→ About this task: Reproduce the full listing exactly.

→ Data for analysis:
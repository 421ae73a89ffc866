use std::sync::Arc;

use axum::{
    extract::State, http::StatusCode, response::IntoResponse, routing, Json, Router,
};
use bcrypt::{hash, verify, DEFAULT_COST};
use serde::{Deserialize, Serialize};
use tracing::{debug, info};

use crate::models::{AppError, AppState, Credentials, NewUser, TokenClaims, User};

// Mismo cuerpo para "no existe" y "contraseña mal": nada de enumerar usuarios
const INVALID_CREDENTIALS: &str = "Invalid email or password";

pub fn router() -> Router<Arc<AppState>> {
    Router::new()
        .route("/register", routing::post(register))
        .route("/login", routing::post(login))
}

#[derive(Debug, Serialize, Deserialize)]
pub struct LoginResponse {
    pub token: String,
    pub role: Option<String>,
}

pub async fn register(
    State(app_state): State<Arc<AppState>>,
    Json(new_user): Json<NewUser>,
) -> Result<impl IntoResponse, AppError> {
    debug!("Registro solicitado para {}", new_user.email);

    if User::exists_by_email(&app_state.pool, &new_user.email).await? {
        return Err(AppError::bad_request("Email already exists."));
    }

    let password_hash = hash(&new_user.password, DEFAULT_COST)?;
    let user = User::create(
        &app_state.pool,
        &new_user.email,
        &password_hash,
        new_user.role_id,
    )
    .await?;
    info!("Usuario {} creado", user.email);

    Ok((
        StatusCode::OK,
        Json(serde_json::json!({"message": "Registration successful."})),
    ))
}

pub async fn login(
    State(app_state): State<Arc<AppState>>,
    Json(credentials): Json<Credentials>,
) -> Result<Json<LoginResponse>, AppError> {
    debug!("Login solicitado para {}", credentials.email);

    let user = User::read_by_email(&app_state.pool, &credentials.email)
        .await?
        .ok_or_else(|| AppError::unauthorized(INVALID_CREDENTIALS))?;

    if !verify(&credentials.password, &user.password_hash)? {
        return Err(AppError::unauthorized(INVALID_CREDENTIALS));
    }

    let claims = TokenClaims::new(&user.email, user.role(), &app_state.issuer);
    let token = claims.sign(&app_state.secret)?;

    // El rol va también en la respuesta: el cliente no tiene que abrir el token
    Ok(Json(LoginResponse {
        token,
        role: user.role(),
    }))
}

→ Task output:
repository 421ae73a89ffc866
use std::sync::Arc;

use axum::{
    extract::State, http::StatusCode, response::IntoResponse, routing, Json, Router,
};
use bcrypt::{hash, verify, DEFAULT_COST};
use serde::{Deserialize, Serialize};
use tracing::{debug, info};

use crate::models::{AppError, AppState, Credentials, NewUser, TokenClaims, User};

// Mismo cuerpo para "no existe" y "contraseña mal": nada de enumerar usuarios
const INVALID_CREDENTIALS: &str = "Invalid email or password";

pub fn router() -> Router<Arc<AppState>> {
    Router::new()
        .route("/register", routing::post(register))
        .route("/login", routing::post(login))
}

#[derive(Debug, Serialize, Deserialize)]
pub struct LoginResponse {
    pub token: String,
    pub role: Option<String>,
}

pub async fn register(
    State(app_state): State<Arc<AppState>>,
    Json(new_user): Json<NewUser>,
) -> Result<impl IntoResponse, AppError> {
    debug!("Registro solicitado para {}", new_user.email);

    if User::exists_by_email(&app_state.pool, &new_user.email).await? {
        return Err(AppError::bad_request("Email already exists."));
    }

    let password_hash = hash(&new_user.password, DEFAULT_COST)?;
    let user = User::create(
        &app_state.pool,
        &new_user.email,
        &password_hash,
        new_user.role_id,
    )
    .await?;
    info!("Usuario {} creado", user.email);

    Ok((
        StatusCode::OK,
        Json(serde_json::json!({"message": "Registration successful."})),
    ))
}

pub async fn login(
    State(app_state): State<Arc<AppState>>,
    Json(credentials): Json<Credentials>,
) -> Result<Json<LoginResponse>, AppError> {
    debug!("Login solicitado para {}", credentials.email);

    let user = User::read_by_email(&app_state.pool, &credentials.email)
        .await?
        .ok_or_else(|| AppError::unauthorized(INVALID_CREDENTIALS))?;

    if !verify(&credentials.password, &user.password_hash)? {
        return Err(AppError::unauthorized(INVALID_CREDENTIALS));
    }

    let claims = TokenClaims::new(&user.email, user.role(), &app_state.issuer);
    let token = claims.sign(&app_state.secret)?;

    // El rol va también en la respuesta: el cliente no tiene que abrir el token
    Ok(Json(LoginResponse {
        token,
        role: user.role(),
    }))
}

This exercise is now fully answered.